Charly haussa les épaules, reprit sa lecture.
« …Cette déclaration que tu m'as demandé n'a rien à voir avec ces mots que tous les couples s'échangent : notre relation est bien plus forte qu'un petit ''je t'aime''. Uniquement te l'aviser serait comme d'omettre involontairement nos véritables sentiments. Car Charly, sache que si demain tu venais à disparaître, je te suivrai aveuglement. Par n'importe quel moyen, que je sois seul ou entouré, que ce trône me rattache à la vie ou pas. Sans toi, la vie ne vaux plus la peine d'être vécue. Et ce n'est pas en te disant ces simples mots que je t'avouerais tout cela.
Si tu fermes les yeux, aussitôt je ferais de même. C'est de là que repose notre véritable lien. Nous sommes comme des amants déchaînés qui au moindre écart, s'aventurent sur la piste des souffrances afin de ne pas rester seuls. Nous sommes égoïstes à toujours nous promettre de jolies morts, vaniteux d'espérer que l'autre se plieras à nos envies. C'est cela notre véritable problème. Nous n'aimons pas tel que nous le devrions. Cela dépasse l'entendement. Nous nous imprégnions l'un à l'autre chaque souffle… »
— Tu parles d'imprégnation là où moi je parle d'emprisonnement. D'un l'un ou de l'autre, ne crois-tu pas qu'ils veulent dire la même chose ?
— Ne vivons-nous pas la même chose ? s'enquit Edward malicieux.
— Il est vrai ! s'esclaffa Charly en reprenant sa lecture.

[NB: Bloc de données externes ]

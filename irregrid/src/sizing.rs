use crate::{PxSize, SpanSize};

/// How tiles choose a span size when the host supplies no explicit hint.
#[derive(Clone, Copy, Debug, PartialEq, Eq)]
#[cfg_attr(feature = "serde", derive(serde::Serialize, serde::Deserialize))]
pub enum SizingMode {
    /// Derive the span from the tile's intrinsic measured size, clamped to
    /// 1..=2 per axis; tiles without one are 1×1.
    Deterministic,
    /// Draw the span from a seeded distribution. The draw is a pure function
    /// of `(seed, position)`, so repeated traversals and speculative passes
    /// agree without consulting any cache.
    Randomized { seed: u64 },
}

impl Default for SizingMode {
    fn default() -> Self {
        Self::Deterministic
    }
}

/// Resolves the base span for a position from the hint chain:
/// explicit hint → intrinsic size → sizing mode fallback.
#[derive(Clone, Copy, Debug)]
pub(crate) struct SpanResolver {
    mode: SizingMode,
}

impl SpanResolver {
    pub(crate) fn new(mode: SizingMode) -> Self {
        Self { mode }
    }

    pub(crate) fn resolve(
        &self,
        position: usize,
        hint: Option<SpanSize>,
        intrinsic: Option<PxSize>,
        unit: i32,
    ) -> SpanSize {
        if let Some(hint) = hint {
            return hint.clamped();
        }
        match self.mode {
            SizingMode::Randomized { seed } => draw(seed, position),
            SizingMode::Deterministic => match intrinsic {
                Some(size) if unit > 0 => SpanSize {
                    width: (size.width / unit).clamp(1, 2) as u32,
                    height: (size.height / unit).clamp(1, 2) as u32,
                },
                _ => SpanSize::UNIT,
            },
        }
    }
}

fn draw(seed: u64, position: usize) -> SpanSize {
    let mut rng =
        fastrand::Rng::with_seed(seed ^ (position as u64).wrapping_mul(0x9E37_79B9_7F4A_7C15));
    let roll = rng.u32(0..100);
    if roll > 80 {
        SpanSize::new(2, 2)
    } else if roll > 60 {
        SpanSize::new(2, 1)
    } else if roll > 40 {
        SpanSize::new(1, 2)
    } else {
        SpanSize::UNIT
    }
}
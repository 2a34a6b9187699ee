use alloc::collections::{BTreeMap, VecDeque};
use alloc::vec::Vec;

use crate::disappearing::DisappearingCache;
use crate::occupancy::SpanOccupancy;
use crate::partition::ColumnBands;
use crate::placement::PlacementCache;
use crate::sizing::SpanResolver;
use crate::state::LayoutState;
use crate::{
    FillDirection, GridError, GridOptions, ItemProvider, LayoutPhase, Placement, PxRect, SpanSize,
    Viewport,
};

/// Where the engine is in the removal reconciliation protocol.
#[derive(Clone, Copy, Debug, PartialEq, Eq)]
enum ReconcilePhase {
    /// No structural change recorded.
    Stable,
    /// Removals recorded; waiting for the pre-layout pass.
    PreLayoutPending,
    /// Pre-layout ran; the next real pass consumes its outcome.
    Reconciling,
}

/// Bookkeeping for structural changes between two real layout passes.
#[derive(Clone, Debug, Default)]
struct MutationRecord {
    /// Earliest position affected by a removal, or `None`.
    first_changed: Option<usize>,
    /// Items removed whose index was below the first attached position.
    removed_above: usize,
    /// Removal ranges in notification order, each in the dataset coordinates
    /// current at notification time.
    removed_ranges: Vec<(usize, usize)>,
    full_invalidation: bool,
}

impl MutationRecord {
    fn reset(&mut self) {
        self.first_changed = None;
        self.removed_above = 0;
        self.removed_ranges.clear();
        self.full_invalidation = false;
    }

    /// Maps a pre-removal position through the recorded removals, or `None`
    /// if the position itself was removed.
    fn surviving_position(&self, position: usize) -> Option<usize> {
        let mut current = position;
        for &(start, count) in &self.removed_ranges {
            if current >= start + count {
                current -= count;
            } else if current >= start {
                return None;
            }
        }
        Some(current)
    }
}

/// A tile currently attached to the viewport window.
#[derive(Clone, Debug)]
struct AttachedTile<H> {
    position: usize,
    rect: PxRect,
    placement: Placement,
    handle: H,
}

/// What the speculative pre-layout pass learned about the post-removal grid.
#[derive(Clone, Debug)]
struct SpeculativeOutcome {
    /// Placements keyed by post-removal position.
    placements: PlacementCache,
    /// Speculative rects per placed position.
    rects: BTreeMap<usize, PxRect>,
    /// First post-removal position whose placement intersects the viewport.
    first_attached: Option<usize>,
    /// Per-column top frontier of the post-removal window.
    window_top: Vec<i32>,
}

/// The irregular-grid layout engine.
///
/// `H` is the host's tile handle type (see [`ItemProvider::Handle`]); the
/// engine keeps one handle per attached tile and returns it when the tile is
/// recycled or handed off for a removal animation.
///
/// The host must drive the entry points in its framework's order: structural
/// notifications first, then optionally one pre-layout pass, then exactly one
/// real layout pass, then any number of scroll deltas.
#[derive(Clone, Debug)]
pub struct GridEngine<H = ()> {
    options: GridOptions,
    bands: ColumnBands,
    viewport: Viewport,
    state: LayoutState,
    attached: VecDeque<AttachedTile<H>>,
    top_border: i32,
    bottom_border: i32,
    scroll_offset: i32,
    phase: ReconcilePhase,
    mutation: MutationRecord,
    speculative: Option<SpeculativeOutcome>,
    disappearing: DisappearingCache,
    initialized: bool,
}
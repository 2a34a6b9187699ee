use crate::{PxRect, PxSize, SpanSize, Viewport};

/// The capability interface a host implements to back the engine with real
/// views: dataset size, viewport geometry, per-item sizing inputs, and the
/// view lifecycle (create, measure, position, recycle).
///
/// All engine operations run synchronously inside the host's layout and
/// animation callbacks; the engine never retains a borrow of the provider
/// across calls.
pub trait ItemProvider {
    /// Host-side handle for a created tile view. The engine stores one per
    /// attached tile and returns it on recycle.
    type Handle;

    fn item_count(&self) -> usize;

    fn viewport(&self) -> Viewport;

    /// Explicit per-item span hint; wins over every other sizing source.
    fn span_hint(&self, position: usize) -> Option<SpanSize> {
        let _ = position;
        None
    }

    /// Intrinsic pixel size, used by deterministic sizing when no hint is
    /// present.
    fn intrinsic_size(&self, position: usize) -> Option<PxSize> {
        let _ = position;
        None
    }

    fn get_or_create(&mut self, position: usize) -> Self::Handle;

    fn measure_exact(&mut self, handle: &mut Self::Handle, size: PxSize);

    fn position_item(&mut self, handle: &mut Self::Handle, rect: PxRect);

    fn recycle(&mut self, position: usize, handle: Self::Handle);

    /// Shifts every attached tile by `dy` pixels in one batch, after the
    /// engine has computed an applied scroll delta.
    fn offset_items(&mut self, dy: i32);

    /// A tile leaving the dataset, positioned at its final rect so the host
    /// can animate it out. The host owns the handle from here on; the
    /// default drops it.
    fn disappear_item(&mut self, position: usize, handle: Self::Handle, rect: PxRect) {
        let _ = (position, rect);
        drop(handle);
    }
}
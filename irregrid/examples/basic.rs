// Example: fill a simulated host, scroll, and walk the attached window.
use irregrid::{
    GridEngine, GridOptions, ItemProvider, LayoutPhase, PxRect, PxSize, Viewport,
};

struct DemoHost {
    count: usize,
}

impl ItemProvider for DemoHost {
    type Handle = usize;

    fn item_count(&self) -> usize {
        self.count
    }

    fn viewport(&self) -> Viewport {
        Viewport::new(400, 600)
    }

    fn get_or_create(&mut self, position: usize) -> usize {
        position
    }

    fn measure_exact(&mut self, _handle: &mut usize, _size: PxSize) {}

    fn position_item(&mut self, _handle: &mut usize, _rect: PxRect) {}

    fn recycle(&mut self, _position: usize, _handle: usize) {}

    fn offset_items(&mut self, _dy: i32) {}
}

fn main() {
    let mut host = DemoHost { count: 10_000 };
    let mut engine: GridEngine<usize> =
        GridEngine::new(GridOptions::new().with_randomized_sizing(42)).unwrap();

    engine.run_layout(&mut host, LayoutPhase::Real);
    println!("unit={}px, attached={}", engine.span_unit(), engine.attached_len());
    engine.for_each_attached(|position, rect| {
        println!("  #{position}: {rect:?}");
    });

    let applied = engine.scroll_by(&mut host, 1_000);
    println!(
        "scrolled {applied}px, window now {:?}..={:?}",
        engine.first_attached_position(),
        engine.last_attached_position()
    );
}
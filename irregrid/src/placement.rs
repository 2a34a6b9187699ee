use alloc::collections::BTreeMap;

use crate::Placement;

/// Remembers the span shape and starting column chosen the first time each
/// position was placed, so re-traversal after a scroll reversal reproduces
/// the exact same geometry.
///
/// Entries become stale as soon as the dataset mutates at or before their
/// position; [`PlacementCache::invalidate_from`] drops the affected suffix.
#[derive(Clone, Debug, Default, PartialEq, Eq)]
pub struct PlacementCache {
    entries: BTreeMap<usize, Placement>,
}

impl PlacementCache {
    pub fn new() -> Self {
        Self::default()
    }

    pub fn get(&self, position: usize) -> Option<Placement> {
        self.entries.get(&position).copied()
    }

    pub fn insert(&mut self, position: usize, placement: Placement) {
        self.entries.insert(position, placement);
    }

    /// Drops every entry at or after `position`.
    pub fn invalidate_from(&mut self, position: usize) {
        self.entries.split_off(&position);
    }

    pub fn clear(&mut self) {
        self.entries.clear();
    }

    pub fn len(&self) -> usize {
        self.entries.len()
    }

    pub fn is_empty(&self) -> bool {
        self.entries.is_empty()
    }

    /// Entries strictly below `position`, in ascending order.
    pub fn iter_below(&self, position: usize) -> impl Iterator<Item = (usize, Placement)> + '_ {
        self.entries
            .range(..position)
            .map(|(&position, &placement)| (position, placement))
    }

    /// Entries at or after `position`, in ascending order.
    pub fn iter_from(&self, position: usize) -> impl Iterator<Item = (usize, Placement)> + '_ {
        self.entries
            .range(position..)
            .map(|(&position, &placement)| (position, placement))
    }
}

Ils se trouvaient tout deux gênés par la situation. Le fait même d'exposer ses sentiments de manière aussi frivole rendait Edward si nerveux qu'il se retenait de s'évanouir sous le poids de la nervosité. Et Charly qui feignait de prendre tout cela à la légère alors que chaque mots tressautait en son esprit, que ses doigts agrippaient la feuille.
Pour que tout ceci ne soit pas un rêve.
Pour que cela ne se reproduise pas.
« … Si nous parlons de '' sacrifice'', qu'importe pour moi également si je souffre tant que tu est heureux à mes côtés. Et que, même lorsque tu souhaiteras me quitter, je ferais irrémédiablement en sorte de te reconquérir… »

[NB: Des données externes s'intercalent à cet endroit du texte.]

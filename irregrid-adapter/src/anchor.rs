use irregrid::{GridEngine, ItemProvider};

/// An anchor that can be used to preserve visual position across relayouts.
///
/// Typical use case: capture before a dataset refresh or viewport resize,
/// re-apply after the real layout pass so the viewport stays pinned to the
/// same tile instead of jumping.
#[derive(Clone, Copy, Debug, PartialEq, Eq)]
#[cfg_attr(feature = "serde", derive(serde::Serialize, serde::Deserialize))]
pub struct GridAnchor {
    pub position: usize,
    /// Signed distance from the viewport's top border to the tile's top.
    pub offset_in_viewport: i32,
}

/// Captures an anchor for the first tile that intersects the viewport.
///
/// Returns `None` when nothing is attached or everything attached sits above
/// the top border.
pub fn capture_first_visible_anchor<H>(engine: &GridEngine<H>) -> Option<GridAnchor> {
    let border = engine.top_border();
    let mut anchor = None;
    engine.for_each_attached(|position, rect| {
        if anchor.is_none() && rect.bottom > border {
            anchor = Some(GridAnchor {
                position,
                offset_in_viewport: rect.top - border,
            });
        }
    });
    anchor
}

/// Applies a previously captured anchor by issuing a corrective scroll delta.
///
/// The anchored position must still be attached; the applied correction may
/// be clamped at either end of the dataset. Returns `true` when the anchor
/// was applied.
pub fn apply_anchor<H, P>(
    engine: &mut GridEngine<H>,
    provider: &mut P,
    anchor: &GridAnchor,
) -> bool
where
    P: ItemProvider<Handle = H>,
{
    let Some(rect) = engine.attached_rect(anchor.position) else {
        return false;
    };
    let drift = (rect.top - engine.top_border()) - anchor.offset_in_viewport;
    if drift != 0 {
        engine.scroll_by(provider, drift);
    }
    true
}
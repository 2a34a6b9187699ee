//! Adapter utilities for the `irregrid` crate.
//!
//! The `irregrid` crate is UI-agnostic and focuses on the core layout state.
//! This crate provides small, framework-neutral helpers commonly needed by
//! adapters:
//!
//! - A controller that sequences the notification → pre-layout → real-layout
//!   → scroll protocol so hosts cannot get the ordering wrong
//! - Scroll anchoring (keep the same tile visible across relayouts)
//! - Tween-based smooth scrolling helpers (optional; adapter-driven)
//!
//! This crate is intentionally framework-agnostic (no ratatui/egui bindings).
#![cfg_attr(not(feature = "std"), no_std)]
#![forbid(unsafe_code)]

extern crate alloc;

#[cfg(test)]
extern crate std;

mod anchor;
mod controller;
mod tween;

#[cfg(test)]
mod tests;

pub use anchor::{GridAnchor, apply_anchor, capture_first_visible_anchor};
pub use controller::GridController;
pub use tween::{Easing, ScrollTween};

— Je crois qu'il me sera véritablement impossible de te quitter. Lorsque tu parles de notre lien, il va de soit quant au fait que, moi-même, je ne pourrais me passer de ta présence. En tant qu'amant comme en tant que frère.

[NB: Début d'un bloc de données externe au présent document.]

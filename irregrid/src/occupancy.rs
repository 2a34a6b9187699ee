use alloc::vec;
use alloc::vec::Vec;

/// Per-column top and bottom pixel frontiers plus derived aggregates.
///
/// `bottom` tracks how far content extends downward in each column and is the
/// frontier downward fills pack against; `top` tracks the upward extent used
/// when filling toward the top. The two evolve independently: the attached
/// window is exactly the band between them.
#[derive(Clone, Debug, PartialEq, Eq)]
pub struct SpanOccupancy {
    top: Vec<i32>,
    bottom: Vec<i32>,
    top_min: i32,
    top_max: i32,
    bottom_min: i32,
    bottom_max: i32,
    first_free_single: usize,
    first_free_double: Option<usize>,
}

impl SpanOccupancy {
    pub fn new(columns: usize, frontier: i32) -> Self {
        let mut occupancy = Self {
            top: vec![frontier; columns],
            bottom: vec![frontier; columns],
            top_min: frontier,
            top_max: frontier,
            bottom_min: frontier,
            bottom_max: frontier,
            first_free_single: 0,
            first_free_double: None,
        };
        occupancy.recompute_bottom_aggregates();
        occupancy.recompute_top_aggregates();
        occupancy
    }

    /// Resets every frontier to `frontier`.
    pub fn reset(&mut self, frontier: i32) {
        self.top.fill(frontier);
        self.bottom.fill(frontier);
        self.recompute_bottom_aggregates();
        self.recompute_top_aggregates();
    }

    pub fn columns(&self) -> usize {
        self.bottom.len()
    }

    pub fn top_min(&self) -> i32 {
        self.top_min
    }

    pub fn top_max(&self) -> i32 {
        self.top_max
    }

    pub fn bottom_min(&self) -> i32 {
        self.bottom_min
    }

    pub fn bottom_max(&self) -> i32 {
        self.bottom_max
    }

    /// Leftmost column whose bottom frontier sits at the minimum.
    pub fn first_free_single(&self) -> usize {
        self.first_free_single
    }

    /// Leftmost column where it and its right neighbor both sit at the
    /// minimum, or `None`. Callers must downgrade width-2 placements when
    /// this is `None` rather than stall.
    pub fn first_free_double(&self) -> Option<usize> {
        self.first_free_double
    }

    pub fn top_of(&self, column: usize) -> i32 {
        self.top[column]
    }

    pub fn bottom_of(&self, column: usize) -> i32 {
        self.bottom[column]
    }

    pub fn tops(&self) -> &[i32] {
        &self.top
    }

    pub fn bottoms(&self) -> &[i32] {
        &self.bottom
    }

    /// Extends the bottom frontier of `width` columns from `start` by
    /// `height_px` (a downward placement).
    pub fn occupy_bottom(&mut self, start: usize, width: usize, height_px: i32) {
        for frontier in &mut self.bottom[start..start + width] {
            *frontier += height_px;
        }
        self.recompute_bottom_aggregates();
    }

    /// Extends the top frontier upward by `height_px` (an upward placement).
    pub fn occupy_top(&mut self, start: usize, width: usize, height_px: i32) {
        for frontier in &mut self.top[start..start + width] {
            *frontier -= height_px;
        }
        self.recompute_top_aggregates();
    }

    /// Folds a recycled tile out of the top of the window.
    pub fn release_top(&mut self, start: usize, width: usize, height_px: i32) {
        for frontier in &mut self.top[start..start + width] {
            *frontier += height_px;
        }
        self.recompute_top_aggregates();
    }

    /// Folds a recycled tile out of the bottom of the window.
    pub fn release_bottom(&mut self, start: usize, width: usize, height_px: i32) {
        for frontier in &mut self.bottom[start..start + width] {
            *frontier -= height_px;
        }
        self.recompute_bottom_aggregates();
    }

    /// Shifts every frontier by `offset` pixels (applied scroll).
    ///
    /// A uniform shift cannot change which columns are free, so the free
    /// indices are kept as-is.
    pub fn shift(&mut self, offset: i32) {
        if offset == 0 {
            return;
        }
        for frontier in &mut self.top {
            *frontier += offset;
        }
        for frontier in &mut self.bottom {
            *frontier += offset;
        }
        self.top_min += offset;
        self.top_max += offset;
        self.bottom_min += offset;
        self.bottom_max += offset;
    }

    /// Restarts the bottom frontier at the current tops, ready to re-place
    /// the attached window downward.
    pub(crate) fn rebase_bottom_to_top(&mut self) {
        self.bottom.copy_from_slice(&self.top);
        self.recompute_bottom_aggregates();
    }

    /// Adopts the bottoms as the new top frontier (after replaying cached
    /// placements onto the bottoms).
    pub(crate) fn rebase_top_to_bottom(&mut self) {
        self.top.copy_from_slice(&self.bottom);
        self.recompute_top_aggregates();
    }

    pub(crate) fn set_top(&mut self, tops: &[i32]) {
        self.top.copy_from_slice(tops);
        self.recompute_top_aggregates();
    }

    /// O(N) rescan of the bottom aggregates; called after any bottom change.
    pub fn recompute_bottom_aggregates(&mut self) {
        let mut min = self.bottom[0];
        let mut max = self.bottom[0];
        for &frontier in &self.bottom[1..] {
            if frontier < min {
                min = frontier;
            }
            if frontier > max {
                max = frontier;
            }
        }
        self.bottom_min = min;
        self.bottom_max = max;
        self.first_free_single = self
            .bottom
            .iter()
            .position(|&frontier| frontier == min)
            .unwrap_or(0);
        self.first_free_double = None;
        for column in self.first_free_single..self.columns().saturating_sub(1) {
            if self.bottom[column] == min && self.bottom[column + 1] == min {
                self.first_free_double = Some(column);
                break;
            }
        }
    }

    /// O(N) rescan of the top aggregates; called after any top change.
    pub fn recompute_top_aggregates(&mut self) {
        let mut min = self.top[0];
        let mut max = self.top[0];
        for &frontier in &self.top[1..] {
            if frontier < min {
                min = frontier;
            }
            if frontier > max {
                max = frontier;
            }
        }
        self.top_min = min;
        self.top_max = max;
    }
}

« …Car pour moi, rien n'a d'égal dans ce monde que d'être estimé par toi… »
Une main dans la poche, Edward sortit quelques pétales, attendit que Charly poursuive sa lecture.
« …Dès ce soir, par cette fleur de pêcher qui, pour toi, nous unis, je viens t'annoncer que je ne dormirais plus qu'ici… »
Là, il déposa les deux fleurs de pêchers sur les lettres, laissa Charly coi de ce geste. Puis, il reprit la parole, exprimant mot pour mot la suite de la lettre.
— Qu'importe ce que l'onen pensera, ce qu'il en adviendra. Je resterais à tes côtés, ne te quittera que lorsque la mort viendra me prendre, tel un prisonnier pour son tortionnaire. Alors, Charly d'Alfara, enchaîne-moi.
— Viens-là.
Une seule réponse. Un seul geste. Une porte qui se referme.